Con il quarto motivo, denunciando omessa e contraddittoria motivazione
su punti decisivi della controversia, la difesa del ricorrente lamenta
ancora che il Tribunale non ha considerato che il medico non si era comportato
con la dovuta diligenza, limitandosi a bussare alla porta e non usando
il campanello elettrico; e non ha inoltre valutato che nessuna negligenza
poteva imputarsi al lavoratore, essendo stato provato che lo stesso era
in casa, nella sala (ambiente molto vicino alla porta di ingresso), in
compagnia del sig. L. A., e che nessuno dei due aveva inteso bussare.
Se vi è negligenza, questa è del medico di controllo che
non ha bussato con sufficiente energia per farsi sentire.
Con il quinto motivo, denunciando violazione e falsa applicazione dell'art.
152 disp. Att. C.p.c., nonché ultrapetizione e vizio di motivazione,
la difesa del ricorrente lamenta che il Tribunale ha condannato il Sig.
D. al rimborso delle spese del grado in favore dell'INPS senza che l'Istituto
avesse richiesto tale condanna e senza alcuna motivazione sulla sussistenza
della manifesta infondatezza e temerarietà della lite, requisiti
richiesti dal citato art. 152 per la condanna del lavoratore alle spese
nelle controversie aventi ad oggetto prestazioni previdenziali.
Il primo motivo di ricorso - con il quale si lamenta l'assenza di motivi
specifici di appello nell'impugnazione proposta davanti al Tribunale -
è infondato.
L'avere l'INPS sostenuto "l'erronea valutazione del certificato di
assenza dal domicilio redatta dal sanitario" costituisce motivo specifico
di impugnazione.
Che poi la valutazione fosse o meno erronea circostanza che attiene
alla fondatezza della censura e non può certo incidere sulla ammissibilità
o nullità dell'atto di appello.
Il secondo, terzo e quarto motivo che si trattano congiuntamente in
considerazione della loro interdipendenza, sono anch'essi infondati.
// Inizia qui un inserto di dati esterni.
//! Initialize command.

use console::style;

use super::helpers;
use crate::config::Settings;

/// Create the data directory and the run ledger.
pub async fn cmd_init(settings: &Settings) -> anyhow::Result<()> {
    helpers::ledger(settings).await?;

    println!(
        "{} Initialized ytpipe in {}",
        style("✓").green(),
        settings.data_dir.display()
    );
    println!("  Run ledger:  {}", settings.database_url());
    println!(
        "  Warehouse:   {}",
        settings.warehouse.backend.as_str()
    );
    println!("  Storage:     {}", settings.storage.backend.as_str());
    if settings.storage.bucket.is_none() {
        println!(
            "{} No bucket configured; set RAW_BUCKET or storage.bucket",
            style("!").yellow()
        );
    }

    Ok(())
}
Il certificato redatto da un medico convenzionato con l'INPS per il controllo
della sussistenza delle malattie del lavoratore, ai sensi dell'art. 5 della
legge 20 maggio 1970 n. 300 [2], è atto pubblico che fa fede, fino
a querela di falso, della provenienza del documento dal pubblico ufficiale
che l'ha formato nonché dei fatti che il pubblico ufficiale medesimo
attesta aver compiuto od essere avvenuti in sua presenza (cfr., in una
fattispecie relativa ai certificati dei medici convenzionati con l'INAM,
Cass., 14 gennaio 1987 n. 217). La mancanza del numero non è
idonea ad inficiare la validità dell'atto, così come non
lo è la dedotta incertezza sulla data di effettuazione della visita,
data che il Tribunale ha individuato nel 2 luglio 1993 (cfr. pag.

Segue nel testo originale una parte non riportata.